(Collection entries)
"""
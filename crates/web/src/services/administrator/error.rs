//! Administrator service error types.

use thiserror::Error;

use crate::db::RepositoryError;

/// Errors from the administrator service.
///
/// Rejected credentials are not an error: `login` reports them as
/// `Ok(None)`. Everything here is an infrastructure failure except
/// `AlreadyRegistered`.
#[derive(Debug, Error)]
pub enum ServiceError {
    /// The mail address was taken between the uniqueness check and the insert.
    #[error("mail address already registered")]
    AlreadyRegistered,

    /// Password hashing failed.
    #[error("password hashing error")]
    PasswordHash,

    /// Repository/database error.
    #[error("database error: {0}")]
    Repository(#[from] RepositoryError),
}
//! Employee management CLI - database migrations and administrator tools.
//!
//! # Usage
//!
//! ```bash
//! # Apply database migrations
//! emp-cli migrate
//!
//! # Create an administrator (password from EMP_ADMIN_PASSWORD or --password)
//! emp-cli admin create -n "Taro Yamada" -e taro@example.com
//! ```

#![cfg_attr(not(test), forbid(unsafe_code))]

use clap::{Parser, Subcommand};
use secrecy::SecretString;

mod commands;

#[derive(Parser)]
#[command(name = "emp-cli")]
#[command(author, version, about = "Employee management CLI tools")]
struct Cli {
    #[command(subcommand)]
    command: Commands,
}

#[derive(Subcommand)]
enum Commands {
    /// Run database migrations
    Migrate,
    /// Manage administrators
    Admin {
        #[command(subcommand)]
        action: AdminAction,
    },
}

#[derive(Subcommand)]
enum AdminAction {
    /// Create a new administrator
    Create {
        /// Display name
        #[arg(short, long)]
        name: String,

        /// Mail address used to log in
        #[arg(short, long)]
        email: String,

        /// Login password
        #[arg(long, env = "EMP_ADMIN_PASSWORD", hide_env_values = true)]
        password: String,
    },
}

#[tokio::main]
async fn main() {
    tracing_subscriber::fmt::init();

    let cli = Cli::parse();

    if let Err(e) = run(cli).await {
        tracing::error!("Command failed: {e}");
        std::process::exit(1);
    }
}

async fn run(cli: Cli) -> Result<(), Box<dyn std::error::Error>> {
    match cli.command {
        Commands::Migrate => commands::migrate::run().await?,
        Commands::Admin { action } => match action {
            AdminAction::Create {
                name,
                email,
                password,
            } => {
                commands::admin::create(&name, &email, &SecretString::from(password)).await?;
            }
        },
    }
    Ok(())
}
"""
● Task brief
From the first line of the entries above to the line with "#[derive(Parser)]", please return every line exactly, keeping both ends.

● Result for this exercise
filename crates/web/src/services/administrator/error.rs
//! Administrator service error types.

use thiserror::Error;

use crate::db::RepositoryError;

/// Errors from the administrator service.
///
/// Rejected credentials are not an error: `login` reports them as
/// `Ok(None)`. Everything here is an infrastructure failure except
/// `AlreadyRegistered`.
#[derive(Debug, Error)]
pub enum ServiceError {
    /// The mail address was taken between the uniqueness check and the insert.
    #[error("mail address already registered")]
    AlreadyRegistered,

    /// Password hashing failed.
    #[error("password hashing error")]
    PasswordHash,

    /// Repository/database error.
    #[error("database error: {0}")]
    Repository(#[from] RepositoryError),
}
//! Employee management CLI - database migrations and administrator tools.
//!
//! # Usage
//!
//! ```bash
//! # Apply database migrations
//! emp-cli migrate
//!
//! # Create an administrator (password from EMP_ADMIN_PASSWORD or --password)
//! emp-cli admin create -n "Taro Yamada" -e taro@example.com
//! ```

#![cfg_attr(not(test), forbid(unsafe_code))]

use clap::{Parser, Subcommand};
use secrecy::SecretString;

mod commands;

#[derive(Parser)]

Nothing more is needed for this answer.